Next, a few defensive thoughts from Daruis in the comments:

I really think we just need to tighten up our defense to keep the Jazz out of rhythm. In the first two games, we let them run their sets….but since we’re familiar with their sets this allowed us to squeeze them and make their offense less effective. We pushed their offense further from the hoop, dictated where the next pass would go, and then used our quickness and length to contest shots. In game 3, they went away from their traditional sets more and we did not have solid defensive responses to what they were doing. We broke down. If we come back in game 4 and have some answers for limiting Deron’s penetration while being able to defend the rim and effectively rotate to the 3pt line, the Jazz will have to adjust again, and we will again have an advantage (their offense will be put on it’s heels and our offense is really tough to completely stop). Is this easy? No. If it was easy to defend the rim AND the 3pt. line when getting beat off penetration, Phoenix and Golden State wouldn’t lead the league in scoring every year. But we can start by not letting Deron beat us when he goes away from the screen….funnel him (as best you can) to the screen and then play your regular defense. We have to make the Jazz reactive on Offense like we did in the first 2 games.

One way to help limit D-Will’s penetration: Sasha as the backup PG.

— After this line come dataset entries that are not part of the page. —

//! Per-frame environment snapshot and per-fragment view inputs.

use glam::{Vec2, Vec3};

/// Discrete world category selecting the sky model.
#[derive(Debug, Clone, Copy, PartialEq, Eq)]
pub enum Dimension {
    /// Day/night cycle, weather, the familiar blue sky.
    Overworld,
    /// Fog-lit caves; the sky pipeline only contributes torch/ambient colors.
    Nether,
    /// Static violet sky with streaks, galaxy, and the black hole.
    End,
}

/// Frame-scoped snapshot of everything the sky math reads.
///
/// Created once per frame by the host and treated as immutable until the
/// next frame fully replaces it. All components only ever borrow it.
#[derive(Debug, Clone, Copy)]
pub struct Environment {
    /// Signed time-of-day factor in `[-1, 1]`: +1 noon, 0 sunrise/sunset,
    /// -1 midnight. The sign step at 0 is masked by dawn weighting in the
    /// color resolver.
    pub day_factor: f32,
    /// Precipitation intensity in `[0, 1]`.
    pub rain_factor: f32,
    /// World dimension.
    pub dimension: Dimension,
    /// Whether the camera is underwater.
    pub underwater: bool,
    /// Unit direction toward the sun.
    pub sun_dir: Vec3,
    /// Unit direction toward the moon.
    pub moon_dir: Vec3,
    /// Host-provided fog color; doubles as a daylight probe for effects that
    /// fade out during the day.
    pub fog_color: Vec3,
}

impl Environment {
    /// Build a snapshot, clamping scalars into range and normalizing the
    /// celestial directions.
    pub fn new(
        day_factor: f32,
        rain_factor: f32,
        dimension: Dimension,
        underwater: bool,
        sun_dir: Vec3,
        moon_dir: Vec3,
        fog_color: Vec3,
    ) -> Self {
        Self {
            day_factor: day_factor.clamp(-1.0, 1.0),
            rain_factor: rain_factor.clamp(0.0, 1.0),
            dimension,
            underwater,
            sun_dir: sun_dir.normalize_or(Vec3::Y),
            moon_dir: moon_dir.normalize_or(-Vec3::Y),
            fog_color: fog_color.max(Vec3::ZERO),
        }
    }

    /// True in the End dimension.
    pub fn is_end(&self) -> bool {
        self.dimension == Dimension::End
    }

    /// True in the Nether dimension.
    pub fn is_nether(&self) -> bool {
        self.dimension == Dimension::Nether
    }
}

/// Per-fragment view inputs, produced by the host for every screen sample.
#[derive(Debug, Clone, Copy)]
pub struct ViewSample {
    /// Unit direction from the camera toward the fragment.
    pub view_dir: Vec3,
    /// Distance from the camera to the fragment.
    pub cam_distance: f32,
    /// Current render distance.
    pub render_distance: f32,
    /// Fragment position relative to the camera; negative `y` marks
    /// below-eye geometry that can carry a reflection.
    pub world_pos: Vec3,
    /// Fragment position tiled to its chunk, for stable per-chunk hashing.
    pub tiled_chunk_pos: Vec3,
}

/// Torch light reaching a fragment.
#[derive(Debug, Clone, Copy)]
pub struct TorchLight {
    /// Torch color for the current dimension.
    pub color: Vec3,
    /// Light levels: `x` is block light, `y` is sky light, both `[0, 1]`.
    pub levels: Vec2,
}
//! Preset merges over the base configuration.
//!
//! A preset is a named batch of overrides applied to an already-loaded
//! config, replacing the reference pack's subpack variants. Presets compose:
//! `Lite` implies `NoWave`, `NoWaveNoFog` implies `NoWave`.

use std::str::FromStr;

use crate::config::{CloudModel, WelkinConfig};
use crate::error::ConfigError;

/// Named configuration presets.
#[derive(Debug, Clone, Copy, PartialEq, Eq)]
pub enum Preset {
    /// Low-cost variant: no waves, no shooting star, no rain mist, no
    /// celestial reflection.
    Lite,
    /// Disable all geometry waving and rain mist.
    NoWave,
    /// `NoWave` plus fog disabled entirely.
    NoWaveNoFog,
    /// Switch to the soft cloud model.
    SimpleClouds,
    /// Switch to the blocky vanilla cloud model.
    BoxClouds,
    /// Switch to the realistic cloud model.
    RealisticClouds,
}

impl FromStr for Preset {
    type Err = ConfigError;

    fn from_str(s: &str) -> Result<Self, Self::Err> {
        match s {
            "lite" => Ok(Preset::Lite),
            "no-wave" => Ok(Preset::NoWave),
            "no-wave-no-fog" => Ok(Preset::NoWaveNoFog),
            "simple-clouds" => Ok(Preset::SimpleClouds),
            "box-clouds" => Ok(Preset::BoxClouds),
            "realistic-clouds" => Ok(Preset::RealisticClouds),
            other => Err(ConfigError::UnknownPreset(other.to_string())),
        }
    }
}

impl WelkinConfig {
    /// Apply a preset's overrides in place.
    pub fn apply_preset(&mut self, preset: Preset) {
        match preset {
            Preset::Lite => {
                self.apply_preset(Preset::NoWave);
                self.celestial.shooting_star = None;
                self.reflection.celestial_reflection = false;
                self.fog.rain_mist_opacity = None;
            }
            Preset::NoWave => {
                self.waves.plants = None;
                self.waves.lanterns = None;
                self.waves.underwater = None;
                self.waves.water = false;
                self.fog.rain_mist_opacity = None;
            }
            Preset::NoWaveNoFog => {
                self.apply_preset(Preset::NoWave);
                self.fog.strength = None;
            }
            Preset::SimpleClouds => self.clouds.model = CloudModel::Soft,
            Preset::BoxClouds => self.clouds.model = CloudModel::Vanilla,
            Preset::RealisticClouds => self.clouds.model = CloudModel::Realistic,
        }
        log::info!("Applied preset {preset:?}");
    }
}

Another key is right out of the Denver series – slow the Jazz offense by taking care of the ball on your own end. It’s been said a lot but it matters, the Lakers had 18 turnovers in game three – more than 20% of their possessions – and that meant some easy transition baskets for the Jazz. Take those away and make them earn points in the half-court offense.

Speaking of offense, Kwame a. had some ideas on how to get the Kobe/Gasol pick-and-roll going again.

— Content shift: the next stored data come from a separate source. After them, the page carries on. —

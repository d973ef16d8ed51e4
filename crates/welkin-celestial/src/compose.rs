//! Fixed-order composition of the sky and its celestial accents.
//!
//! Layer order is load-bearing: the base sky samples the blackhole-bent
//! direction, the disc is drawn over that distorted background, then the
//! galaxy and the shooting star go on top, each through its own mask.

use glam::Vec3;

use welkin_config::WelkinConfig;
use welkin_env::{Dimension, Environment};
use welkin_sky::{SkyColorTriad, render_sky};

use crate::black_hole::{bend_view_dir, render_black_hole};
use crate::galaxy::GalaxyField;
use crate::shooting_star::shooting_star;

/// Lensing strength fed to the ray bend for background layers.
const BEND_STRENGTH: f32 = 1.0;

/// Renders the full sky: gradient plus celestial accents, per sample.
///
/// Construct once per config; `render` is then pure per `(triad, env,
/// view_dir, time)` and safe to call from any number of samples in parallel.
pub struct SkyCompositor {
    config: WelkinConfig,
    galaxy: GalaxyField,
}

impl SkyCompositor {
    /// Build a compositor, deriving the galaxy field from the config.
    pub fn new(config: WelkinConfig) -> Self {
        let galaxy = GalaxyField::new(
            config.celestial.galaxy.clone(),
            Vec3::from(config.sky.end_streak),
        );
        log::debug!(
            "Sky compositor ready: galaxy seed {}, black hole {}",
            config.celestial.galaxy.seed,
            if config.celestial.black_hole.is_some() {
                "on"
            } else {
                "off"
            }
        );
        Self { config, galaxy }
    }

    /// The configuration this compositor renders with.
    pub fn config(&self) -> &WelkinConfig {
        &self.config
    }

    /// Resolve the frame's color triad.
    pub fn resolve_triad(&self, env: &Environment) -> SkyColorTriad {
        SkyColorTriad::resolve(env, &self.config.sky)
    }

    /// Render the composited sky color along `view_dir`.
    pub fn render(
        &self,
        triad: &SkyColorTriad,
        env: &Environment,
        view_dir: Vec3,
        is_sky_plane: bool,
        time: f32,
    ) -> Vec3 {
        let celestial = &self.config.celestial;

        // The background layers sample through the lens.
        let background_dir = match celestial.black_hole {
            Some(bh) if env.is_end() => bend_view_dir(view_dir, BEND_STRENGTH, &bh),
            _ => view_dir,
        };

        let mut color = render_sky(
            triad,
            env,
            background_dir,
            is_sky_plane,
            time,
            &self.config.sky,
        );

        if env.is_end()
            && let Some(bh) = celestial.black_hole
        {
            let (disc, transmittance) = render_black_hole(view_dir, time, &bh);
            color = color * transmittance + disc;
        }

        let galaxy_brightness = match env.dimension {
            Dimension::End => celestial.galaxy.end,
            Dimension::Overworld => celestial.galaxy.overworld,
            Dimension::Nether => None,
        };
        if let Some(brightness) = galaxy_brightness {
            color += self.galaxy.sample(background_dir, env, time) * brightness;
        }

        if env.dimension == Dimension::Overworld
            && let Some(star) = celestial.shooting_star
        {
            color += shooting_star(view_dir, env.fog_color, time, &star);
        }

        color
    }
}

#[cfg(test)]
mod tests {
    use super::*;

    fn overworld_night() -> Environment {
        Environment::new(
            -0.8,
            0.0,
            Dimension::Overworld,
            false,
            Vec3::new(0.0, -0.9, 0.4).normalize(),
            Vec3::new(0.0, 0.9, -0.4).normalize(),
            Vec3::splat(0.02),
        )
    }

    fn end_env() -> Environment {
        Environment::new(
            0.0,
            0.0,
            Dimension::End,
            false,
            Vec3::Y,
            -Vec3::Y,
            Vec3::splat(0.1),
        )
    }

    fn sphere_dirs(count: usize) -> Vec<Vec3> {
        let golden = std::f32::consts::PI * (3.0 - 5.0_f32.sqrt());
        (0..count)
            .map(|i| {
                let y = 1.0 - 2.0 * (i as f32 + 0.5) / count as f32;
                let r = (1.0 - y * y).max(0.0).sqrt();
                let a = golden * i as f32;
                Vec3::new(r * a.cos(), y, r * a.sin())
            })
            .collect()
    }

    #[test]
    fn test_composited_sky_finite_and_non_negative() {
        let compositor = SkyCompositor::new(WelkinConfig::default());
        for env in [overworld_night(), end_env()] {
            let triad = compositor.resolve_triad(&env);
            for dir in sphere_dirs(400) {
                for time in [0.0, 8.0, 123_456.0] {
                    let color = compositor.render(&triad, &env, dir, false, time);
                    assert!(
                        color.is_finite() && color.min_element() >= 0.0,
                        "Bad composited color {color} at {dir} t={time}"
                    );
                }
            }
        }
    }

    #[test]
    fn test_no_accents_reduces_to_base_sky() {
        let mut config = WelkinConfig::default();
        config.celestial.shooting_star = None;
        config.celestial.black_hole = None;
        config.celestial.galaxy.overworld = None;
        config.celestial.galaxy.end = None;
        let compositor = SkyCompositor::new(config.clone());

        let env = overworld_night();
        let triad = compositor.resolve_triad(&env);
        for dir in sphere_dirs(50) {
            let composed = compositor.render(&triad, &env, dir, false, 8.0);
            let base = render_sky(&triad, &env, dir, false, 8.0, &config.sky);
            assert_eq!(
                composed, base,
                "With every accent off, composition must be the bare gradient"
            );
        }
    }

    #[test]
    fn test_event_horizon_occludes_the_background() {
        // Inside the horizon the composed color must be nearly insensitive
        // to the background triad; in the open sky it must track it.
        let mut config = WelkinConfig::default();
        config.celestial.galaxy.end = None;
        let compositor = SkyCompositor::new(config);
        let bh = compositor.config().celestial.black_hole.unwrap();
        let env = end_env();

        let triad_a = compositor.resolve_triad(&env);
        let triad_b = SkyColorTriad {
            zenith: triad_a.zenith + Vec3::splat(0.5),
            horizon: triad_a.horizon + Vec3::splat(0.5),
            horizon_edge: triad_a.horizon_edge + Vec3::splat(0.5),
        };

        let occluded_dir = sphere_dirs(4000)
            .into_iter()
            .min_by(|a, b| {
                render_black_hole(*a, 0.0, &bh)
                    .1
                    .total_cmp(&render_black_hole(*b, 0.0, &bh).1)
            })
            .unwrap();
        let (_, transmittance) = render_black_hole(occluded_dir, 0.0, &bh);
        assert!(
            transmittance < 0.1,
            "Sweep failed to land inside the horizon (transmittance {transmittance})"
        );
        let open_dir = -occluded_dir;

        let horizon_leak = (compositor.render(&triad_a, &env, occluded_dir, false, 0.0)
            - compositor.render(&triad_b, &env, occluded_dir, false, 0.0))
        .length();
        let open_shift = (compositor.render(&triad_a, &env, open_dir, false, 0.0)
            - compositor.render(&triad_b, &env, open_dir, false, 0.0))
        .length();
        assert!(
            horizon_leak < open_shift * 0.25,
            "Background should barely leak through the horizon: leak={horizon_leak} open={open_shift}"
        );
    }

    #[test]
    fn test_shooting_star_layer_contributes() {
        let mut config = WelkinConfig::default();
        config.celestial.galaxy.overworld = None;
        let with_star = SkyCompositor::new(config.clone());
        config.celestial.shooting_star = None;
        let without_star = SkyCompositor::new(config);

        let env = overworld_night();
        let triad = with_star.resolve_triad(&env);
        let t = 8.0; // inside the first visible period (delay 6, period 4)
        let gained: f32 = sphere_dirs(4000)
            .into_iter()
            .map(|d| {
                (with_star.render(&triad, &env, d, false, t)
                    - without_star.render(&triad, &env, d, false, t))
                .length()
            })
            .sum();
        assert!(
            gained > 1e-3,
            "The streak layer should add light somewhere, gained {gained}"
        );
    }

    #[test]
    fn test_galaxy_layer_contributes_in_end() {
        let config = WelkinConfig::default();
        let with_galaxy = SkyCompositor::new(config.clone());
        let mut config_off = config;
        config_off.celestial.galaxy.end = None;
        let without_galaxy = SkyCompositor::new(config_off);

        let env = end_env();
        let triad = with_galaxy.resolve_triad(&env);
        let gained: f32 = sphere_dirs(200)
            .into_iter()
            .map(|d| {
                (with_galaxy.render(&triad, &env, d, false, 3.0)
                    - without_galaxy.render(&triad, &env, d, false, 3.0))
                .length()
            })
            .sum();
        assert!(
            gained > 0.1,
            "The End galaxy layer should add light, gained {gained}"
        );
    }

    #[test]
    fn test_render_is_deterministic() {
        let compositor = SkyCompositor::new(WelkinConfig::default());
        let env = end_env();
        let triad = compositor.resolve_triad(&env);
        let dir = Vec3::new(0.5, 0.2, 0.84).normalize();
        assert_eq!(
            compositor.render(&triad, &env, dir, false, 42.0),
            compositor.render(&triad, &env, dir, false, 42.0)
        );
    }

    #[test]
    fn test_nether_gets_no_accents() {
        let compositor = SkyCompositor::new(WelkinConfig::default());
        let env = Environment::new(
            0.0,
            0.0,
            Dimension::Nether,
            false,
            Vec3::Y,
            -Vec3::Y,
            Vec3::new(0.3, 0.1, 0.1),
        );
        let triad = compositor.resolve_triad(&env);
        for dir in sphere_dirs(50) {
            let composed = compositor.render(&triad, &env, dir, false, 8.0);
            let base = render_sky(&triad, &env, dir, false, 8.0, &compositor.config().sky);
            assert_eq!(composed, base, "Nether sky carries no celestial accents");
        }
    }
}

We did not run a lot of (effective) Kobe/Pau pick and roll. When we did run it the Jazz did a good job of chokin off Pau’s angle to the hoop. What I found most problematic is that we have a counter to that, it’s the quick interior pass from Pau to Odom. 2 reasons that didn’t work last night are 1) Pau held the ball too long and 2) Odom was not under the hoop, he was on the perimeter. Pau had a terrible first 3 quarters, but his teammates didn’t help because they were not moving like they had been in the first 2 games (and they were being held, but hey, that’s splitting hairs)

I’m not terribly worried about the Laker offense, the last game is an outlier, but the Lakers need to see more quick decisions and aggressive moves from Gasol and Odom. Not just for the points but also because it would make Boozer work more at both ends of the floor.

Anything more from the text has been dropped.